Stored dataset items
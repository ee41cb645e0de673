//! Projection endpoints.

use axum::{
    extract::{Path, State},
    http::StatusCode,
    response::IntoResponse,
    Json,
};
use chrono::{Local, NaiveDate};
use serde::Serialize;

use supplycast_core::projection::{
    generate_placeholder_projections, ProjectionKey, SupplyProjection,
};

use crate::{
    handlers::{AppError, NotFound},
    state::AppState,
};

/// Body of a bulk delete response.
#[derive(Debug, Serialize)]
pub struct DeletedCount {
    pub deleted: usize,
}

/// Create a projection (POST /projections).
#[axum::debug_handler]
pub async fn create_projection(
    State(state): State<AppState>,
    Json(projection): Json<SupplyProjection>,
) -> Result<impl IntoResponse, AppError> {
    let stored = state.projections.create_projection(&projection).await?;

    tracing::info!(
        store_id = %stored.store_id,
        week = %stored.week,
        category = %stored.supply_category,
        "Created projection"
    );

    Ok((StatusCode::CREATED, Json(stored)))
}

/// List every projection (GET /projections).
#[axum::debug_handler]
pub async fn list_projections(
    State(state): State<AppState>,
) -> Result<Json<Vec<SupplyProjection>>, AppError> {
    let projections = state.projections.list_projections().await?;
    Ok(Json(projections))
}

/// Projections of a store (GET /projections/store/{store_id}).
#[axum::debug_handler]
pub async fn projections_by_store(
    State(state): State<AppState>,
    Path(store_id): Path<String>,
) -> Result<Json<Vec<SupplyProjection>>, AppError> {
    let projections = state.projections.projections_by_store(&store_id).await?;
    non_empty(projections, || format!("store {store_id}"))
}

/// Projections of a week (GET /projections/week/{week}).
#[axum::debug_handler]
pub async fn projections_by_week(
    State(state): State<AppState>,
    Path(week): Path<String>,
) -> Result<Json<Vec<SupplyProjection>>, AppError> {
    let projections = state.projections.projections_by_week(&week).await?;
    non_empty(projections, || format!("week {week}"))
}

/// Projections of a supply category (GET /projections/category/{category}).
#[axum::debug_handler]
pub async fn projections_by_category(
    State(state): State<AppState>,
    Path(category): Path<String>,
) -> Result<Json<Vec<SupplyProjection>>, AppError> {
    let projections = state.projections.projections_by_category(&category).await?;
    non_empty(projections, || format!("category {category}"))
}

/// Overwrite a projection, creating it when absent (PUT /projections).
#[axum::debug_handler]
pub async fn update_projection(
    State(state): State<AppState>,
    Json(projection): Json<SupplyProjection>,
) -> Result<Json<SupplyProjection>, AppError> {
    let stored = state.projections.update_projection(&projection).await?;

    tracing::info!(
        store_id = %stored.store_id,
        sort_key = %stored.sort_key(),
        "Updated projection"
    );

    Ok(Json(stored))
}

/// Delete every projection of a store in a week
/// (DELETE /projections/store/{store_id}/week/{week}).
#[axum::debug_handler]
pub async fn delete_projections_by_store_and_week(
    State(state): State<AppState>,
    Path((store_id, week)): Path<(String, String)>,
) -> Result<Json<DeletedCount>, AppError> {
    let deleted = state
        .projections
        .delete_projections_by_store_and_week(&store_id, &week)
        .await?;

    if deleted == 0 {
        return Err(NotFound(format!("store {store_id} in week {week}")).into());
    }

    Ok(Json(DeletedCount { deleted }))
}

/// Delete a single projection
/// (DELETE /projections/store/{store_id}/date/{date}/week/{week}).
#[axum::debug_handler]
pub async fn delete_projection(
    State(state): State<AppState>,
    Path((store_id, projection_date, week)): Path<(String, NaiveDate, String)>,
) -> Result<StatusCode, AppError> {
    let key = ProjectionKey::new(store_id, projection_date, week);

    if !state.projections.delete_projection(&key).await? {
        return Err(NotFound(format!(
            "store {} on {} in week {}",
            key.store_id, key.projection_date, key.week
        ))
        .into());
    }

    tracing::info!(store_id = %key.store_id, sort_key = %key.sort_key(), "Deleted projection");

    Ok(StatusCode::NO_CONTENT)
}

/// Generate placeholder projections and store them (POST /projections/generate).
///
/// Returns every generated record, including those that overwrote an earlier
/// one with the same key.
#[axum::debug_handler]
pub async fn generate_projections(
    State(state): State<AppState>,
) -> Result<impl IntoResponse, AppError> {
    let today = Local::now().date_naive();
    let projections = generate_placeholder_projections(today);

    for projection in &projections {
        state.projections.create_projection(projection).await?;
    }

    tracing::info!(count = projections.len(), generated_on = %today, "Generated projections");

    Ok((StatusCode::CREATED, Json(projections)))
}

fn non_empty(
    projections: Vec<SupplyProjection>,
    describe: impl FnOnce() -> String,
) -> Result<Json<Vec<SupplyProjection>>, AppError> {
    if projections.is_empty() {
        return Err(NotFound(describe()).into());
    }
    Ok(Json(projections))
}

Instructions for the task |
The reply should be a precise retyping of all the data.

Problem solution |
repository ee41cb645e0de673
//! Projection endpoints.

use axum::{
    extract::{Path, State},
    http::StatusCode,
    response::IntoResponse,
    Json,
};
use chrono::{Local, NaiveDate};
use serde::Serialize;

use supplycast_core::projection::{
    generate_placeholder_projections, ProjectionKey, SupplyProjection,
};

use crate::{
    handlers::{AppError, NotFound},
    state::AppState,
};

/// Body of a bulk delete response.
#[derive(Debug, Serialize)]
pub struct DeletedCount {
    pub deleted: usize,
}

/// Create a projection (POST /projections).
#[axum::debug_handler]
pub async fn create_projection(
    State(state): State<AppState>,
    Json(projection): Json<SupplyProjection>,
) -> Result<impl IntoResponse, AppError> {
    let stored = state.projections.create_projection(&projection).await?;

    tracing::info!(
        store_id = %stored.store_id,
        week = %stored.week,
        category = %stored.supply_category,
        "Created projection"
    );

    Ok((StatusCode::CREATED, Json(stored)))
}

/// List every projection (GET /projections).
#[axum::debug_handler]
pub async fn list_projections(
    State(state): State<AppState>,
) -> Result<Json<Vec<SupplyProjection>>, AppError> {
    let projections = state.projections.list_projections().await?;
    Ok(Json(projections))
}

/// Projections of a store (GET /projections/store/{store_id}).
#[axum::debug_handler]
pub async fn projections_by_store(
    State(state): State<AppState>,
    Path(store_id): Path<String>,
) -> Result<Json<Vec<SupplyProjection>>, AppError> {
    let projections = state.projections.projections_by_store(&store_id).await?;
    non_empty(projections, || format!("store {store_id}"))
}

/// Projections of a week (GET /projections/week/{week}).
#[axum::debug_handler]
pub async fn projections_by_week(
    State(state): State<AppState>,
    Path(week): Path<String>,
) -> Result<Json<Vec<SupplyProjection>>, AppError> {
    let projections = state.projections.projections_by_week(&week).await?;
    non_empty(projections, || format!("week {week}"))
}

/// Projections of a supply category (GET /projections/category/{category}).
#[axum::debug_handler]
pub async fn projections_by_category(
    State(state): State<AppState>,
    Path(category): Path<String>,
) -> Result<Json<Vec<SupplyProjection>>, AppError> {
    let projections = state.projections.projections_by_category(&category).await?;
    non_empty(projections, || format!("category {category}"))
}

/// Overwrite a projection, creating it when absent (PUT /projections).
#[axum::debug_handler]
pub async fn update_projection(
    State(state): State<AppState>,
    Json(projection): Json<SupplyProjection>,
) -> Result<Json<SupplyProjection>, AppError> {
    let stored = state.projections.update_projection(&projection).await?;

    tracing::info!(
        store_id = %stored.store_id,
        sort_key = %stored.sort_key(),
        "Updated projection"
    );

    Ok(Json(stored))
}

/// Delete every projection of a store in a week
/// (DELETE /projections/store/{store_id}/week/{week}).
#[axum::debug_handler]
pub async fn delete_projections_by_store_and_week(
    State(state): State<AppState>,
    Path((store_id, week)): Path<(String, String)>,
) -> Result<Json<DeletedCount>, AppError> {
    let deleted = state
        .projections
        .delete_projections_by_store_and_week(&store_id, &week)
        .await?;

    if deleted == 0 {
        return Err(NotFound(format!("store {store_id} in week {week}")).into());
    }

    Ok(Json(DeletedCount { deleted }))
}

/// Delete a single projection
/// (DELETE /projections/store/{store_id}/date/{date}/week/{week}).
#[axum::debug_handler]
pub async fn delete_projection(
    State(state): State<AppState>,
    Path((store_id, projection_date, week)): Path<(String, NaiveDate, String)>,
) -> Result<StatusCode, AppError> {
    let key = ProjectionKey::new(store_id, projection_date, week);

    if !state.projections.delete_projection(&key).await? {
        return Err(NotFound(format!(
            "store {} on {} in week {}",
            key.store_id, key.projection_date, key.week
        ))
        .into());
    }

    tracing::info!(store_id = %key.store_id, sort_key = %key.sort_key(), "Deleted projection");

    Ok(StatusCode::NO_CONTENT)
}

/// Generate placeholder projections and store them (POST /projections/generate).
///
/// Returns every generated record, including those that overwrote an earlier
/// one with the same key.
#[axum::debug_handler]
pub async fn generate_projections(
    State(state): State<AppState>,
) -> Result<impl IntoResponse, AppError> {
    let today = Local::now().date_naive();
    let projections = generate_placeholder_projections(today);

    for projection in &projections {
        state.projections.create_projection(projection).await?;
    }

    tracing::info!(count = projections.len(), generated_on = %today, "Generated projections");

    Ok((StatusCode::CREATED, Json(projections)))
}

fn non_empty(
    projections: Vec<SupplyProjection>,
    describe: impl FnOnce() -> String,
) -> Result<Json<Vec<SupplyProjection>>, AppError> {
    if projections.is_empty() {
        return Err(NotFound(describe()).into());
    }
    Ok(Json(projections))
}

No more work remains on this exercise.